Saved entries

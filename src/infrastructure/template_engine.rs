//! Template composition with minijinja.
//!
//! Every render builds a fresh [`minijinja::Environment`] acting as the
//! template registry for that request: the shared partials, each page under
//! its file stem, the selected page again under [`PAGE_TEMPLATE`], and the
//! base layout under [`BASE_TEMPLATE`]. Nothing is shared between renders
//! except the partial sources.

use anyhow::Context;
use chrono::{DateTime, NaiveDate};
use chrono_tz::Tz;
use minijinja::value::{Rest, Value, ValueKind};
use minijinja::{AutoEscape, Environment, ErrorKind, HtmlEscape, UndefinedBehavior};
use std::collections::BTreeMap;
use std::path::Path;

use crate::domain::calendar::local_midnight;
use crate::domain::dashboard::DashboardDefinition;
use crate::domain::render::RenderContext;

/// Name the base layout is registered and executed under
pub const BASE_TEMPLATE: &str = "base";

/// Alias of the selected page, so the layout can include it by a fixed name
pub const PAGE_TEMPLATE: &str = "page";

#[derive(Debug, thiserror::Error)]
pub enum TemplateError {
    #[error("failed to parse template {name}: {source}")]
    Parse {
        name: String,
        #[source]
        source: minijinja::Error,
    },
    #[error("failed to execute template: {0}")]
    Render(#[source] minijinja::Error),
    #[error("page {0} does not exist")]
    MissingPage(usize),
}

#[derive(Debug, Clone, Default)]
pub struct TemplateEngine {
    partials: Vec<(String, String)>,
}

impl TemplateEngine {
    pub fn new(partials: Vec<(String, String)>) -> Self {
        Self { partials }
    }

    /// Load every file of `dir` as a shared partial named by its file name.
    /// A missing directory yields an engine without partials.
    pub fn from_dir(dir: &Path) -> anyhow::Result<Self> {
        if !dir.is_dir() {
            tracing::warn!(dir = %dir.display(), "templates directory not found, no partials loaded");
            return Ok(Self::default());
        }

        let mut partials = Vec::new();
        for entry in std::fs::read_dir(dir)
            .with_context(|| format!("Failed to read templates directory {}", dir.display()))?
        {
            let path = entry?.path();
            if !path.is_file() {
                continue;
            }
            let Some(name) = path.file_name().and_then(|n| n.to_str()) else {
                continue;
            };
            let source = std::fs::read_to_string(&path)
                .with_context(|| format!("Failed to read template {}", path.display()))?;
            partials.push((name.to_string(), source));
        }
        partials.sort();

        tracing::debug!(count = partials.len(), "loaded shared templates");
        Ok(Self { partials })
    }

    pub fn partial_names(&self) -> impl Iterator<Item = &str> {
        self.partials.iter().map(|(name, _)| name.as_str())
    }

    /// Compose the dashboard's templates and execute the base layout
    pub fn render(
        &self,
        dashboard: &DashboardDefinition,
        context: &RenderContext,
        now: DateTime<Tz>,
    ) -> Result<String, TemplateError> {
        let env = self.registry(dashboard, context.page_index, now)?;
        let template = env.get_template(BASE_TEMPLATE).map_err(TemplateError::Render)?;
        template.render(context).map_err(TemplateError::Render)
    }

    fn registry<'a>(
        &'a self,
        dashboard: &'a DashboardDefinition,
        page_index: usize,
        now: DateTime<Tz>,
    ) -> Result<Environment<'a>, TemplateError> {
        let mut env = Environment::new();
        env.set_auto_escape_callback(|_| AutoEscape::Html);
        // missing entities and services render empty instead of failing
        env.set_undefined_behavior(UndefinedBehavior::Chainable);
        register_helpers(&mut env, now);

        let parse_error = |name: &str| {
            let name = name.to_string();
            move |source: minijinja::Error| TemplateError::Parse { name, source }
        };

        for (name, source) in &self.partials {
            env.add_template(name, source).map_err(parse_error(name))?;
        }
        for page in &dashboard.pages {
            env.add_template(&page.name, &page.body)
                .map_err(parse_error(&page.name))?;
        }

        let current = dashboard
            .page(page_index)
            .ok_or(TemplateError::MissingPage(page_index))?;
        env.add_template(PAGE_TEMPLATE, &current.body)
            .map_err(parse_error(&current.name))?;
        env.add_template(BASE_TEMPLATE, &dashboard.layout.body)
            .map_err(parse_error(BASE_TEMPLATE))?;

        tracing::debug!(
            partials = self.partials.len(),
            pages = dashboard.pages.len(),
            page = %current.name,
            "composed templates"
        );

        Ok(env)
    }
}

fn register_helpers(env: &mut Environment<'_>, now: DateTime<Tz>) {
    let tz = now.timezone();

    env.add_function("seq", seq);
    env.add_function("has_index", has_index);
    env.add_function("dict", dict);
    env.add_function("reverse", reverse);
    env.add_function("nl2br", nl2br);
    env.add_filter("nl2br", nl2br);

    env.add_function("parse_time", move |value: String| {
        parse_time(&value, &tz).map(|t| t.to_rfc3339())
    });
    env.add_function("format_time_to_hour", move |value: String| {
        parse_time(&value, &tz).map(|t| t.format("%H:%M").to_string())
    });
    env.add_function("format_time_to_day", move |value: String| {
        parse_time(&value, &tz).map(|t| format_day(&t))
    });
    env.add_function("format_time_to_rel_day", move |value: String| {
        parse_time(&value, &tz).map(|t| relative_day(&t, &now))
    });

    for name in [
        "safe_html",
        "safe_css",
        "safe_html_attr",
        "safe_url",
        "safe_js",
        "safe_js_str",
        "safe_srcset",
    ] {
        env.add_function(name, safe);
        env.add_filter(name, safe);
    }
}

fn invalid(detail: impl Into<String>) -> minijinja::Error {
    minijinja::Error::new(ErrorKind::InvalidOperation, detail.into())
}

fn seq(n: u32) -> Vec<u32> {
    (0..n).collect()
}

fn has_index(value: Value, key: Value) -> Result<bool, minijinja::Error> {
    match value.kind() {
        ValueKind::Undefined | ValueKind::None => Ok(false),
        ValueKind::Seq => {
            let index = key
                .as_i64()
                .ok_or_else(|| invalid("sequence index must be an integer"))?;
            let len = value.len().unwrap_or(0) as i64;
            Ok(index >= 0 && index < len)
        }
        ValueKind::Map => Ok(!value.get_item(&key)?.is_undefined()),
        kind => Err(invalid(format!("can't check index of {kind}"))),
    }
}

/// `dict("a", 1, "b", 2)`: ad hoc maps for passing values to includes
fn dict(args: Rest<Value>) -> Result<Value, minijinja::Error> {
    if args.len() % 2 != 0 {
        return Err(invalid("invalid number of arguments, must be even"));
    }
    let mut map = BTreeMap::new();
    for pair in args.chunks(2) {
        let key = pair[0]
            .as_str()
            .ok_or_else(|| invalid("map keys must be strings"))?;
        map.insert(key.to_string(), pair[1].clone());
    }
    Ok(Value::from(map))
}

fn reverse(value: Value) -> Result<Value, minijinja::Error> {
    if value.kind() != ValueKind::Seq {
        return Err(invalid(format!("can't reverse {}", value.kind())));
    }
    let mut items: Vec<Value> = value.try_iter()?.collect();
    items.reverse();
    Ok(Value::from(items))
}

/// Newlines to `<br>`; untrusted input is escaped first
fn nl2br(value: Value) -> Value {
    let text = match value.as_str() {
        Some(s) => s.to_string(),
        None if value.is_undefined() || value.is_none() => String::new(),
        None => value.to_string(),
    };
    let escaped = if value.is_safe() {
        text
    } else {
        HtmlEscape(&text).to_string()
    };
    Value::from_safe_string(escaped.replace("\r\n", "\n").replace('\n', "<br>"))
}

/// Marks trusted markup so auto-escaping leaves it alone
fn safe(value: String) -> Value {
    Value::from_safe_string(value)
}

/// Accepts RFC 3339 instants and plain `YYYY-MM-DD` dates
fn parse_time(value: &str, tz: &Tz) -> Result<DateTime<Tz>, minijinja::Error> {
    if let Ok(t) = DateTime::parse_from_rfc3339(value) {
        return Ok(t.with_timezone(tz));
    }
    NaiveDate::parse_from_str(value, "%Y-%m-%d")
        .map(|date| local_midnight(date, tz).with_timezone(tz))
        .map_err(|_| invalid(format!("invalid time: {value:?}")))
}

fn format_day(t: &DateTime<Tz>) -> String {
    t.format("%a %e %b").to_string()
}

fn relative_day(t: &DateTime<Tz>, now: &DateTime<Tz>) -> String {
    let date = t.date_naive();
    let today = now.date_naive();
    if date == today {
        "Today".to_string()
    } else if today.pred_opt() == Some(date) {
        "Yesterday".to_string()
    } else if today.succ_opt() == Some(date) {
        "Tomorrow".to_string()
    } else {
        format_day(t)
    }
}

What is being asked:
Wherever a line in the entries holds "AutoEscape", copy that line.

Response area:
use minijinja::{AutoEscape, Environment, ErrorKind, HtmlEscape, UndefinedBehavior};
        env.set_auto_escape_callback(|_| AutoEscape::Html);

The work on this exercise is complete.